How to structure Arabic Reading Lessons

How to structure Arabic reading lessons

When creating my own Islamic text reading comprehensions in English, I looked over my daughter’s Arabic books from her school for inspiration. The Arabic reading lessons were all structured so well allahumma barik.  This clear system was used for each topic and as a result the students really had an idea of what to expect.  The texts used were all hadith and the different parts of the lesson all aimed to help them understand them and improve their Arabic language.  I’ve included pictures so you can see the structure  in action.  These Arabic reading lessons were for students aged 7-8 but the structure can be applied to any age, the text and grammar portions would just need to be varied.

Pre-teach new vocabulary

Before beginning reading, identify words that are tricky to pronounce or understand.  The words that are difficult to read should be modelled by the teacher and then practiced/drilled.  This prevents stopping and starting during the reading of the text.  It builds confidence and helps develop fluency.  It can be disheartening when you are stumbling over every other word.  This technique helps to prevent that.  

Explaining the meaning of words that are likely new to your student really helps them to relate to the text and understand it from the beginning.  Have you ever faced a page of writing and only understood half of the words.  It is dispiriting and discouraging.  It can make you feel like just giving up.  Additionally, when you are building reading fluency, you are concentrating so hard on the actual mechanics of reading that the meaning of the words can become secondary.  When you spend time focusing on that vocabulary before beginning to read the text, it massively aids understanding.  Teachers pre-teach vocabulary, a scaffolding technique, to ensure that the task ahead is not too overwhelming and accessible to everyone and it works wonderfully in Arabic reading lessons.

Practice reading the text

Practice reading the main text

Practice is an essential part of Arabic reading lessons. This can be done in several ways.  The first is instructor led reading.  The teacher reads the text aloud and the students read along with them.  The second is group reading where the students all read together as a group.  The third is small group reading, maybe even in pairs.  Next, is reading to a parent or teacher.  Finally reading independently to themselves.  Reading the same text repeatedly is so beneficial.  It builds not only fluency but confidence.  

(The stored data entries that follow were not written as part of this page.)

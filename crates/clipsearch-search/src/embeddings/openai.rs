//! OpenAI-compatible embedding client
//!
//! Generates clip and query embeddings via OpenAI-compatible APIs
//! (OpenAI, Azure OpenAI, Ollama, other self-hosted gateways).
//!
//! # Endpoint Format
//!
//! - POST `{base_url}/v1/embeddings`
//! - Request: `{"model": "...", "input": ["text1", "text2", ...]}`
//! - Response: `{"data": [{"embedding": [...], "index": 0}, ...], ...}`

use std::num::NonZeroU32;
use std::sync::Arc;
use std::time::{Duration, Instant};

use async_trait::async_trait;
use governor::{
    clock::DefaultClock,
    state::{InMemoryState, NotKeyed},
    Quota, RateLimiter,
};
use reqwest::{Client, StatusCode};
use serde::{Deserialize, Serialize};
use tracing::{debug, warn};

use super::provider::{EmbedPriority, Embedder, EmbedderStatus};
use crate::error::{Result, SearchError};

/// Default timeout in seconds
const DEFAULT_TIMEOUT_SECS: u64 = 30;

/// Default max retries
const DEFAULT_MAX_RETRIES: u32 = 3;

/// Base delay for exponential backoff (milliseconds)
const RETRY_BASE_DELAY_MS: u64 = 500;

/// Default requests per minute limit
const DEFAULT_REQUESTS_PER_MINUTE: u32 = 300;

/// Default input truncation (characters)
const DEFAULT_MAX_INPUT_CHARS: usize = 8000;

/// Poll interval while background work waits for rate-limit headroom
const BACKGROUND_POLL_MS: u64 = 250;

/// Type alias for the rate limiter
type EmbedRateLimiter = RateLimiter<NotKeyed, InMemoryState, DefaultClock>;

/// Configuration for the OpenAI-compatible embedding client
#[derive(Debug, Clone)]
pub struct OpenAiConfig {
    /// Base URL for the API (e.g., "https://api.openai.com/v1" or "http://localhost:11434/v1")
    pub base_url: String,
    /// API key (optional for local providers like Ollama)
    pub api_key: Option<String>,
    /// Embedding model (e.g., "text-embedding-3-small")
    pub model: String,
    /// Expected vector dimension. Responses with a different dimension are rejected.
    pub dimension: usize,
    /// Request timeout in seconds
    pub timeout_secs: u64,
    /// Maximum retry attempts for transient failures
    pub max_retries: u32,
    /// Requests per minute limit
    pub requests_per_minute: u32,
    /// Inputs longer than this are truncated before sending
    pub max_input_chars: usize,
}

impl OpenAiConfig {
    /// Create config for the OpenAI API
    pub fn openai(api_key: impl Into<String>) -> Self {
        Self {
            base_url: "https://api.openai.com/v1".into(),
            api_key: Some(api_key.into()),
            model: "text-embedding-3-small".into(),
            dimension: 1536,
            timeout_secs: DEFAULT_TIMEOUT_SECS,
            max_retries: DEFAULT_MAX_RETRIES,
            requests_per_minute: DEFAULT_REQUESTS_PER_MINUTE,
            max_input_chars: DEFAULT_MAX_INPUT_CHARS,
        }
    }

    /// Create config for an Ollama local endpoint
    pub fn ollama() -> Self {
        Self {
            base_url: "http://localhost:11434/v1".into(),
            api_key: None,
            model: "nomic-embed-text".into(),
            dimension: 768,
            timeout_secs: DEFAULT_TIMEOUT_SECS,
            max_retries: DEFAULT_MAX_RETRIES,
            requests_per_minute: DEFAULT_REQUESTS_PER_MINUTE,
            max_input_chars: DEFAULT_MAX_INPUT_CHARS,
        }
    }

    /// Set request timeout
    pub fn with_timeout(mut self, timeout_secs: u64) -> Self {
        self.timeout_secs = timeout_secs;
        self
    }

    /// Set max retries
    pub fn with_max_retries(mut self, max_retries: u32) -> Self {
        self.max_retries = max_retries;
        self
    }

    /// Set requests per minute limit
    pub fn with_requests_per_minute(mut self, rpm: u32) -> Self {
        self.requests_per_minute = rpm;
        self
    }
}

/// Request body for the /v1/embeddings endpoint
#[derive(Debug, Serialize, PartialEq)]
pub(crate) struct EmbeddingsRequest {
    pub(crate) model: String,
    pub(crate) input: Vec<String>,
}

/// Single embedding in the response
#[derive(Debug, Deserialize)]
struct EmbeddingData {
    embedding: Vec<f32>,
    #[allow(dead_code)]
    index: usize,
}

/// Response from the /v1/embeddings endpoint
#[derive(Debug, Deserialize)]
struct EmbeddingsResponse {
    data: Vec<EmbeddingData>,
    #[allow(dead_code)]
    model: Option<String>,
}

/// OpenAI-compatible embedding client with rate limiting and retry.
pub struct OpenAiEmbedder {
    client: Client,
    config: OpenAiConfig,
    rate_limiter: Arc<EmbedRateLimiter>,
}

impl Clone for OpenAiEmbedder {
    fn clone(&self) -> Self {
        Self {
            client: self.client.clone(),
            config: self.config.clone(),
            rate_limiter: self.rate_limiter.clone(),
        }
    }
}

impl OpenAiEmbedder {
    /// Create a new embedding client
    pub fn new(config: OpenAiConfig) -> Result<Self> {
        if config.dimension == 0 {
            return Err(SearchError::InvalidConfig(
                "embedding dimension must be positive".into(),
            ));
        }

        let client = Client::builder()
            .timeout(Duration::from_secs(config.timeout_secs))
            .build()
            .map_err(|e| SearchError::EmbeddingUnavailable(format!("HTTP client error: {}", e)))?;

        let rpm = NonZeroU32::new(config.requests_per_minute)
            .unwrap_or(NonZeroU32::new(DEFAULT_REQUESTS_PER_MINUTE).unwrap());
        let rate_limiter = Arc::new(RateLimiter::direct(Quota::per_minute(rpm)));

        Ok(Self {
            client,
            config,
            rate_limiter,
        })
    }

    /// Wait for a rate-limit permit.
    ///
    /// Foreground callers block on the limiter directly; background callers
    /// poll so that a saturated minute never queues bulk work ahead of
    /// interactive queries.
    async fn wait_for_permit(&self, priority: EmbedPriority) {
        match priority {
            EmbedPriority::Foreground => self.rate_limiter.until_ready().await,
            EmbedPriority::Background => {
                while self.rate_limiter.check().is_err() {
                    tokio::time::sleep(Duration::from_millis(BACKGROUND_POLL_MS)).await;
                }
            }
        }
    }

    /// Get the embeddings endpoint URL
    fn embeddings_url(&self) -> String {
        let base = self.config.base_url.trim_end_matches('/');
        // Handle both /v1 and non-/v1 URLs
        if base.ends_with("/v1") {
            format!("{}/embeddings", base)
        } else {
            format!("{}/v1/embeddings", base)
        }
    }

    /// Truncate a single input to the configured character budget.
    fn truncate(&self, text: String) -> String {
        if text.chars().count() <= self.config.max_input_chars {
            return text;
        }
        text.chars().take(self.config.max_input_chars).collect()
    }

    /// Send request with retry logic
    async fn request_with_retry(
        &self,
        texts: Vec<String>,
        priority: EmbedPriority,
    ) -> Result<Vec<Vec<f32>>> {
        let mut retry_delay = Duration::from_millis(RETRY_BASE_DELAY_MS);

        for attempt in 0..=self.config.max_retries {
            // Each attempt consumes a permit
            self.wait_for_permit(priority).await;

            match self.send_request(texts.clone()).await {
                Ok(embeddings) => return Ok(embeddings),
                Err(e) => {
                    // Auth failures and unknown models never heal on retry
                    if matches!(
                        e,
                        SearchError::EmbeddingAuth(_)
                            | SearchError::InvalidModel(_)
                            | SearchError::DimensionMismatch { .. }
                    ) {
                        return Err(e);
                    }

                    if attempt < self.config.max_retries {
                        warn!(
                            attempt = attempt + 1,
                            error = %e,
                            "embedding request failed, retrying"
                        );
                        tokio::time::sleep(retry_delay).await;
                        retry_delay *= 2;
                    } else {
                        return Err(e);
                    }
                }
            }
        }

        Err(SearchError::EmbeddingUnavailable(
            "request failed after retries".into(),
        ))
    }

    /// Send a single request to the endpoint
    async fn send_request(&self, texts: Vec<String>) -> Result<Vec<Vec<f32>>> {
        let expected = texts.len();
        let url = self.embeddings_url();
        let request_body = EmbeddingsRequest {
            model: self.config.model.clone(),
            input: texts,
        };

        let mut request = self
            .client
            .post(&url)
            .header("Content-Type", "application/json")
            .json(&request_body);

        if let Some(ref api_key) = self.config.api_key {
            request = request.header("Authorization", format!("Bearer {}", api_key));
        }

        let response = request.send().await.map_err(|e| {
            if e.is_timeout() {
                SearchError::EmbeddingTimeout
            } else if e.is_connect() {
                SearchError::EmbeddingUnavailable(format!("Connection failed: {}", e))
            } else {
                SearchError::EmbeddingUnavailable(format!("Request failed: {}", e))
            }
        })?;

        let status = response.status();

        match status {
            StatusCode::OK => {
                let embed_response: EmbeddingsResponse = response.json().await.map_err(|e| {
                    SearchError::EmbeddingUnavailable(format!("Invalid response: {}", e))
                })?;

                // Responses come back in input order
                let mut data = embed_response.data;
                data.sort_by_key(|d| d.index);
                let embeddings: Vec<Vec<f32>> = data.into_iter().map(|d| d.embedding).collect();

                if embeddings.len() != expected {
                    return Err(SearchError::Embedding(format!(
                        "expected {} embeddings, got {}",
                        expected,
                        embeddings.len()
                    )));
                }

                for vector in &embeddings {
                    if vector.len() != self.config.dimension {
                        return Err(SearchError::DimensionMismatch {
                            expected: self.config.dimension,
                            actual: vector.len(),
                        });
                    }
                }

                Ok(embeddings)
            }
            StatusCode::UNAUTHORIZED | StatusCode::FORBIDDEN => {
                let body = response.text().await.unwrap_or_default();
                Err(SearchError::EmbeddingAuth(body))
            }
            StatusCode::NOT_FOUND => {
                let body = response.text().await.unwrap_or_default();
                Err(SearchError::InvalidModel(body))
            }
            StatusCode::TOO_MANY_REQUESTS => {
                let retry_after = response
                    .headers()
                    .get("Retry-After")
                    .and_then(|v| v.to_str().ok())
                    .and_then(|s| s.parse::<u64>().ok());

                Err(SearchError::EmbeddingRateLimit { retry_after })
            }
            StatusCode::SERVICE_UNAVAILABLE | StatusCode::GATEWAY_TIMEOUT => Err(
                SearchError::EmbeddingUnavailable("service temporarily unavailable".into()),
            ),
            _ => {
                let body = response.text().await.unwrap_or_default();
                Err(SearchError::EmbeddingUnavailable(format!(
                    "request failed with status {}: {}",
                    status, body
                )))
            }
        }
    }

    /// Perform a health check
    async fn health_check(&self) -> Result<Duration> {
        let start = Instant::now();
        self.send_request(vec!["health check".into()]).await?;
        Ok(start.elapsed())
    }
}

#[async_trait]
impl Embedder for OpenAiEmbedder {
    async fn embed(&self, texts: Vec<String>, priority: EmbedPriority) -> Result<Vec<Vec<f32>>> {
        if texts.is_empty() {
            return Ok(vec![]);
        }
        let texts: Vec<String> = texts.into_iter().map(|t| self.truncate(t)).collect();
        debug!(count = texts.len(), model = %self.config.model, "embedding batch");
        self.request_with_retry(texts, priority).await
    }

    fn dimension(&self) -> usize {
        self.config.dimension
    }

    fn model(&self) -> &str {
        &self.config.model
    }

    async fn check_status(&self) -> Result<EmbedderStatus> {
        match self.health_check().await {
            Ok(latency) => Ok(EmbedderStatus::healthy(&self.config.model)
                .with_latency(latency.as_millis() as u64)),
            Err(e) => Ok(EmbedderStatus::unavailable(
                &self.config.model,
                e.to_string(),
            )),
        }
    }
}

impl std::fmt::Debug for OpenAiEmbedder {
    fn fmt(&self, f: &mut std::fmt::Formatter<'_>) -> std::fmt::Result {
        f.debug_struct("OpenAiEmbedder")
            .field("base_url", &self.config.base_url)
            .field("model", &self.config.model)
            .field("dimension", &self.config.dimension)
            .field("timeout_secs", &self.config.timeout_secs)
            .finish()
    }
}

A reading tracker was sent home to parents by my daughter’s school to encourage regular practice.  As students become more fluent bithnillah, encourage them to add expression and change of tone.

Check understanding with oral questions

Check understanding of the text with oral questions

Oral questions are a natural part of Arabic reading lessons.  You can quickly check if students grasp the meaning of the text.  Moreover, it also encourages discussion and appeals to different learning styles.  Some kids really struggle with writing and so you want to encourage a response to the text that isn’t always with their pencil in hand.  

Include vocabulary exercises in your Arabic reading lessons

Teach vocabulary as part of your Arabic reading lessons

Vocabulary exercises can help them to retain those new words that were pre-taught before reading.  Also, they can help to develop their inference skills, deriving the meaning of words through their context in the text.  

Ideas include: 

  1. Match words with their antonyms (words with the opposite meaning)
  2. Match words with their synonyms (words with a similar meaning)
  3. Match words with their definition (give 2 or 3 choices)
  4. Arrange words into a sentence
  5. Use new words in sentences of your own.

Introduce grammar rules and use examples from the text.

introduce grammar into your Arabic reading lessons

This is a way to really bring grammar to life.  By now students should be familiar with the text.  When you apply grammar rules to a familiar text instead of new sentences or examples, it makes them more meaningful.  It also allows the student to purely focus on the grammar rather than the meaning of a passage.  Studying grammar in context helps them to apply their grammar when reading instead of viewing it as something restricted to a textbook.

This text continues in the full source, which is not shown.